FeatureUnion : Sklearn FeatureUnion does not allows fit params - python

FeatureUnion is not able to fit. The last line of the following code fit() throws error as:
from sklearn.pipeline import Pipeline, FeatureUnion
from sklearn.svm import SVC
from sklearn.datasets import load_iris
from sklearn.decomposition import PCA
from sklearn.feature_selection import SelectKBest
iris = load_iris()
X, y = iris.data, iris.target
pca = PCA(n_components=2)
selection = SelectKBest(k=1)
combined_features = FeatureUnion([("pca", pca), ("univ_select", selection)])
svm = SVC(kernel="linear")
pipeline = Pipeline([("features", combined_features), ("svm", svm)])

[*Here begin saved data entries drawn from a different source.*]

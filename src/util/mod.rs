//! Shared helpers

pub mod path;
pub mod testing;
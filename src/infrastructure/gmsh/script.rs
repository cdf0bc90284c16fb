//! `.geo` script rendering (OpenCASCADE factory)

use std::fmt;

use itertools::Itertools;
use regex::Regex;

use crate::domain::{
    Circle, Cut, CurveLoop, Dim, EntityRef, Line, PhysicalGroup, Point, Surface, Tag,
};
use crate::infrastructure::{InfraError, InfraResult};

/// Marker printed by the probe block for every enumerated entity.
pub const ENTITY_MARKER: &str = "@entity";

/// One statement of a gmsh `.geo` script.
#[derive(Debug, Clone, PartialEq)]
pub enum GeoStatement {
    Factory,
    Point(Point),
    Line(Line),
    Circle(Circle),
    CurveLoop(CurveLoop),
    Surface(Surface),
    Cut(Cut),
    Physical(PhysicalGroup),
    Option { name: String, value: f64 },
}

impl fmt::Display for GeoStatement {
    fn fmt(&self, f: &mut fmt::Formatter<'_>) -> fmt::Result {
        match self {
            GeoStatement::Factory => write!(f, "SetFactory(\"OpenCASCADE\");"),
            GeoStatement::Point(p) => write!(
                f,
                "Point({}) = {{{}, {}, {}, {}}};",
                p.tag, p.x, p.y, p.z, p.mesh_size
            ),
            GeoStatement::Line(l) => write!(f, "Line({}) = {{{}, {}}};", l.tag, l.start, l.end),
            GeoStatement::Circle(c) => write!(
                f,
                "Circle({}) = {{{}, {}, {}, {}}};",
                c.tag, c.x, c.y, c.z, c.radius
            ),
            GeoStatement::CurveLoop(cl) => write!(
                f,
                "Curve Loop({}) = {{{}}};",
                cl.tag,
                cl.curves.iter().join(", ")
            ),
            GeoStatement::Surface(s) => write!(f, "Surface({}) = {{{}}};", s.tag, s.curve_loop),
            GeoStatement::Cut(cut) => write!(
                f,
                "BooleanDifference({}) = {{ {}Delete; }}{{ {}Delete; }};",
                cut.tag,
                boolean_operand(&cut.object),
                boolean_operand(&cut.tools)
            ),
            GeoStatement::Physical(g) => write!(
                f,
                "Physical {}(\"{}\", {}) = {{{}}};",
                g.dim.keyword(),
                g.name.replace('"', ""),
                g.id,
                g.members.iter().join(", ")
            ),
            GeoStatement::Option { name, value } => write!(f, "{} = {};", name, value),
        }
    }
}

/// `Surface{1, 2}; Curve{3}; ` grouped by dimension, lowest first.
fn boolean_operand(refs: &[EntityRef]) -> String {
    [Dim::Point, Dim::Curve, Dim::Surface]
        .iter()
        .filter_map(|&dim| {
            let tags: Vec<Tag> = refs.iter().filter(|e| e.dim == dim).map(|e| e.tag).collect();
            (!tags.is_empty()).then(|| format!("{}{{{}}}; ", dim.keyword(), tags.iter().join(", ")))
        })
        .collect()
}

/// Ordered list of statements making up one model.
#[derive(Debug, Clone, PartialEq)]
pub struct GeoScript {
    statements: Vec<GeoStatement>,
}

impl Default for GeoScript {
    fn default() -> Self {
        Self {
            statements: vec![GeoStatement::Factory],
        }
    }
}

impl GeoScript {
    pub fn new() -> Self {
        Self::default()
    }

    pub fn push(&mut self, statement: GeoStatement) {
        self.statements.push(statement);
    }

    pub fn len(&self) -> usize {
        self.statements.len()
    }

    pub fn is_empty(&self) -> bool {
        self.statements.is_empty()
    }

    pub fn render(&self) -> String {
        let mut out = self.statements.iter().join("\n");
        out.push('\n');
        out
    }

    /// Script followed by a block printing `@entity <dim> <tag>` for every
    /// point, curve and surface of the model.
    pub fn render_with_probe(&self) -> String {
        let mut out = self.render();
        for dim in [Dim::Point, Dim::Curve, Dim::Surface] {
            let var = format!("probe_{}", dim.keyword().to_lowercase());
            out.push_str(&format!("{var}[] = {}{{:}};\n", dim.keyword()));
            out.push_str(&format!("For probe_i In {{0:#{var}[]-1}}\n"));
            out.push_str(&format!(
                "  Printf(\"{ENTITY_MARKER} {} %.0f\", {var}[probe_i]);\n",
                dim.as_i32()
            ));
            out.push_str("EndFor\n");
        }
        out
    }
}

/// Extract `@entity <dim> <tag>` lines from gmsh output, in output order.
///
/// A marker line that is not exactly a dimension and an integer tag is an
/// error rather than being skipped.
pub fn parse_probe_output(output: &str) -> InfraResult<Vec<EntityRef>> {
    let re = Regex::new(&format!(r"^{}\s+(\d+)\s+(-?\d+)$", ENTITY_MARKER)).map_err(|e| {
        InfraError::Gmsh {
            message: format!("entity marker pattern: {e}"),
            exit_code: None,
        }
    })?;

    output
        .lines()
        .filter_map(|line| line.find(ENTITY_MARKER).map(|pos| line[pos..].trim_end()))
        .map(|marker| {
            re.captures(marker)
                .and_then(|caps| {
                    let dim = caps[1].parse::<i32>().ok().and_then(Dim::from_i32)?;
                    let tag = caps[2].parse::<i32>().ok()?;
                    Some(EntityRef::new(dim, Tag(tag)))
                })
                .ok_or_else(|| InfraError::Gmsh {
                    message: format!("unreadable entity marker '{marker}'"),
                    exit_code: None,
                })
        })
        .collect()
}

#[cfg(test)]
mod tests {
    use super::*;

    #[test]
    fn given_point_when_rendering_then_uses_shortest_float_form() {
        let stmt = GeoStatement::Point(Point {
            tag: Tag(1),
            x: 20.0,
            y: -20.0,
            z: 0.0,
            mesh_size: 0.0005,
        });
        assert_eq!(stmt.to_string(), "Point(1) = {20, -20, 0, 0.0005};");
    }

    #[test]
    fn given_cut_when_rendering_then_deletes_object_and_tools() {
        let stmt = GeoStatement::Cut(Cut {
            tag: Tag(18),
            object: vec![EntityRef::surface(Tag(14))],
            tools: vec![
                EntityRef::surface(Tag(15)),
                EntityRef::surface(Tag(16)),
                EntityRef::surface(Tag(17)),
            ],
        });
        assert_eq!(
            stmt.to_string(),
            "BooleanDifference(18) = { Surface{14}; Delete; }{ Surface{15, 16, 17}; Delete; };"
        );
    }

    #[test]
    fn given_physical_group_when_rendering_then_carries_name_and_id() {
        let stmt = GeoStatement::Physical(PhysicalGroup::new(
            Dim::Surface,
            100,
            "Domain",
            vec![Tag(18)],
        ));
        assert_eq!(stmt.to_string(), "Physical Surface(\"Domain\", 100) = {18};");
    }

    #[test]
    fn given_noisy_output_when_parsing_probe_then_keeps_marker_lines_only() {
        let output = "Info    : Reading 'probe.geo'...\n\
                      @entity 1 19\n\
                      Warning : something\n\
                      @entity 1 7\n\
                      @entity 2 18\n\
                      Info    : Done reading 'probe.geo'\n";
        let parsed = parse_probe_output(output).unwrap();
        assert_eq!(
            parsed,
            vec![
                EntityRef::new(Dim::Curve, Tag(19)),
                EntityRef::new(Dim::Curve, Tag(7)),
                EntityRef::new(Dim::Surface, Tag(18)),
            ]
        );
    }

    #[test]
    fn given_script_when_rendering_probe_then_appends_loops_for_each_dim() {
        let script = GeoScript::new();
        let text = script.render_with_probe();
        assert!(text.starts_with("SetFactory(\"OpenCASCADE\");\n"));
        assert!(text.contains("probe_curve[] = Curve{:};"));
        assert!(text.contains("Printf(\"@entity 2 %.0f\", probe_surface[probe_i]);"));
    }

    #[test]
    fn given_exponent_tag_when_reading_entity_markers_then_rejects_line() {
        let output = "@entity 1 19\n@entity 1 1e+06\n";
        let err = parse_probe_output(output).unwrap_err();
        assert!(err.to_string().contains("@entity 1 1e+06"), "{err}");
    }

    #[test]
    fn given_large_tag_when_reading_entity_markers_then_reads_all_digits() {
        let parsed = parse_probe_output("Info    : @entity 2 1000000\n").unwrap();
        assert_eq!(parsed, vec![EntityRef::new(Dim::Surface, Tag(1_000_000))]);
    }

    #[test]
    fn given_unknown_dimension_when_reading_entity_markers_then_rejects_line() {
        assert!(parse_probe_output("@entity 7 3\n").is_err());
    }
}
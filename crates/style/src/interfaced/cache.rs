use std::hash::Hasher;
use std::sync::Arc;

use parking_lot::Mutex;
use rustc_hash::{FxHashMap, FxHasher};
use serde_json::Value;

use super::{InterfacedLayer, InterfacedSource};
use crate::fragment::StyleFragment;
use crate::json::content_hash;

#[derive(Default)]
struct Entries {
	layers: FxHashMap<u64, Arc<InterfacedLayer>>,
	sources: FxHashMap<u64, Arc<InterfacedSource>>,
}

/// Entry counts, for diagnostics.
#[derive(Debug, Clone, Copy, PartialEq, Eq, Default)]
pub struct CacheStats {
	pub layers: usize,
	pub sources: usize,
}

/// Content-addressed cache of interfaced views.
///
/// Layers are keyed by `content_hash(layer)`, sources by
/// `hash(id, content_hash(source))`. Every read and write goes through one
/// mutex; derivation itself runs outside the lock so a long bounds scan never
/// blocks a foreground lookup.
#[derive(Default)]
pub struct CapabilityCache {
	entries: Mutex<Entries>,
}

impl CapabilityCache {
	pub fn new() -> Self {
		Self::default()
	}

	/// Returns the cached view for `layer`, deriving it on a miss.
	pub fn layer(&self, layer: &Value) -> Arc<InterfacedLayer> {
		let key = content_hash(layer);
		let cached = self.entries.lock().layers.get(&key).cloned();
		if let Some(hit) = cached {
			return hit;
		}
		let derived = Arc::new(InterfacedLayer::from_spec(layer));
		self.entries.lock().layers.entry(key).or_insert(derived).clone()
	}

	/// Returns the cached view for source `id`, deriving it on a miss.
	pub fn source(&self, id: &str, source: &Value) -> Arc<InterfacedSource> {
		let key = source_key(id, source);
		let cached = self.entries.lock().sources.get(&key).cloned();
		if let Some(hit) = cached {
			return hit;
		}
		let derived = Arc::new(InterfacedSource::from_spec(id, source));
		self.entries.lock().sources.entry(key).or_insert(derived).clone()
	}

	/// Drops the entry derived from `layer`. Call before mutating it.
	pub fn invalidate_layer(&self, layer: &Value) -> bool {
		self.entries.lock().layers.remove(&content_hash(layer)).is_some()
	}

	/// Drops the entry derived from source `id`. Call before mutating it.
	pub fn invalidate_source(&self, id: &str, source: &Value) -> bool {
		self.entries.lock().sources.remove(&source_key(id, source)).is_some()
	}

	/// Drops every entry derived from `fragment`.
	pub fn invalidate_fragment(&self, fragment: &StyleFragment) {
		let mut entries = self.entries.lock();
		for layer in &fragment.layers {
			entries.layers.remove(&content_hash(layer));
		}
		for (id, source) in &fragment.sources {
			entries.sources.remove(&source_key(id, source));
		}
	}

	/// Empties the cache, e.g. on a memory-pressure signal.
	pub fn clear(&self) {
		let mut entries = self.entries.lock();
		tracing::debug!(
			layers = entries.layers.len(),
			sources = entries.sources.len(),
			"capability_cache.clear"
		);
		entries.layers.clear();
		entries.sources.clear();
	}

	pub fn stats(&self) -> CacheStats {
		let entries = self.entries.lock();
		CacheStats {
			layers: entries.layers.len(),
			sources: entries.sources.len(),
		}
	}
}

fn source_key(id: &str, source: &Value) -> u64 {
	let mut hasher = FxHasher::default();
	hasher.write(id.as_bytes());
	hasher.write_u8(0xff);
	hasher.write_u64(content_hash(source));
	hasher.finish()
}
use std::sync::Arc;

use strata_style::StyleFragment;

use super::LayerEngine;
use crate::accept::{AcceptMethod, AcceptMethods, AcceptanceBatch, AcceptanceResult, Placement, place};
use crate::error::Result;
use crate::record::{LayerMetadata, LayerRecord, LayerUserState};
use crate::sniff::sniff;
use crate::store::LayerStore;
use crate::transport::LayerDefinitionTransport;

impl<S: LayerStore> LayerEngine<S> {
	/// Inserts a new hidden layer. An empty `metadata.id` is replaced with a
	/// store-generated one.
	pub fn add(&mut self, mut metadata: LayerMetadata, style: StyleFragment) -> Result<Arc<LayerRecord>> {
		if metadata.id.is_empty() {
			metadata.id = self.store.generate_id();
		}
		let record = self.insert(metadata, style, None)?;
		self.save()?;
		Ok(record)
	}

	pub fn remove(&mut self, id: &str) -> Result<Arc<LayerRecord>> {
		let index = self.require(id)?;
		self.cache.invalidate_fragment(&self.layers[index].style);
		self.store
			.delete(id)
			.inspect_err(|error| tracing::warn!(%error, id, "store.delete_failed"))?;
		let removed = self.layers.remove(index);
		if let Some(memory) = &mut self.quick_toggle_memory {
			memory.retain(|remembered| remembered != id);
		}
		self.save()?;
		Ok(removed)
	}

	/// Reconciles a single definition; see [`accept_batch`](Self::accept_batch).
	pub fn accept(
		&mut self,
		definition: LayerDefinitionTransport,
		methods: &AcceptMethods,
	) -> Result<AcceptanceResult> {
		let mut batch = self.accept_batch(vec![definition], methods)?;
		Ok(batch.results.remove(0))
	}

	/// Reconciles each definition in order, committing once if anything was
	/// accepted. A batch of exactly one newly added definition is also shown.
	pub fn accept_batch(
		&mut self,
		definitions: Vec<LayerDefinitionTransport>,
		methods: &AcceptMethods,
	) -> Result<AcceptanceBatch> {
		let mut batch = AcceptanceBatch::default();
		for definition in definitions {
			let result = self.accept_one(definition, methods)?;
			batch.results.push(result);
		}

		if let [AcceptanceResult::Accepted {
			method: AcceptMethod::Add,
			layer,
		}] = batch.results.as_mut_slice()
		{
			let index = self.require(layer.id())?;
			self.reveal(index)?;
			*layer = Arc::clone(&self.layers[index]);
		}

		if batch.results.iter().any(AcceptanceResult::is_accepted) {
			self.save()?;
		}
		tracing::info!(
			added = batch.added().len(),
			updated = batch.updated().len(),
			rejected = batch.rejected().len(),
			"accept.batch"
		);
		Ok(batch)
	}

	/// Sniffs `bytes` and accepts whatever they contain with the default methods.
	pub fn import(&mut self, bytes: &[u8], source_url: Option<&str>) -> Result<AcceptanceBatch> {
		let definitions = sniff(bytes, source_url)?;
		self.accept_batch(definitions, &AcceptMethods::default())
	}

	/// The shareable form of a layer, without user state.
	pub fn export(&self, id: &str) -> Result<LayerDefinitionTransport> {
		let index = self.require(id)?;
		Ok(LayerDefinitionTransport::export(&self.layers[index]))
	}

	fn accept_one(&mut self, definition: LayerDefinitionTransport, methods: &AcceptMethods) -> Result<AcceptanceResult> {
		let placement = place(methods, definition.id(), |id| self.index_of(id));
		let (method, placement) = match placement {
			Ok(found) => found,
			Err(error) => {
				tracing::info!(id = definition.id(), %error, "accept.rejected");
				return Ok(AcceptanceResult::Rejected(error));
			}
		};
		tracing::info!(id = definition.id(), ?method, "accept.accepted");

		let LayerDefinitionTransport { metadata, user, style } = definition;
		let layer = match placement {
			Placement::Insert => self.insert(metadata, style, user)?,
			Placement::Overwrite(index) => {
				self.cache.invalidate_fragment(&self.layers[index].style);
				let previous_id = self.layers[index].id().to_owned();
				let record = self.modify(index, |record| {
					record.metadata = metadata;
					record.style = style;
					if let Some(user) = user {
						record.user = user;
					}
				})?;
				if previous_id != record.id()
					&& let Some(memory) = &mut self.quick_toggle_memory
				{
					for remembered in memory.iter_mut().filter(|remembered| **remembered == previous_id) {
						record.id().clone_into(remembered);
					}
				}
				record
			}
		};
		Ok(AcceptanceResult::Accepted { method, layer })
	}

	fn insert(
		&mut self,
		metadata: LayerMetadata,
		style: StyleFragment,
		user: Option<LayerUserState>,
	) -> Result<Arc<LayerRecord>> {
		let id = metadata.id.clone();
		let mut record = self
			.store
			.insert(style, metadata)
			.inspect_err(|error| tracing::warn!(%error, id = id.as_str(), "store.insert_failed"))?;
		if let Some(user) = user {
			record.user = user;
			self.store.update(&id, &record)?;
		}
		let record = Arc::new(record);
		self.layers.push(Arc::clone(&record));
		Ok(record)
	}
}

pipeline.fit (X, y, features__univ_select__k=2)
Error Thrown:
TypeError: fit_transform() got an unexpected keyword argument 'univ_select__k'

The argument features__univ_select__k=2 is not used in fit; on the other hand, it is simply not necessary here.
If you are following the feature union example in the scikit-learn docs (as you seem to be), you should notice that there it is used as an argument in param_grid, and not in fit.
But here you don't perform any parameter grid search; and since you have already defined that
pca = PCA(n_components=2)
selection = SelectKBest(k=1)
combined_features = FeatureUnion([("pca", pca), ("univ_select", selection)])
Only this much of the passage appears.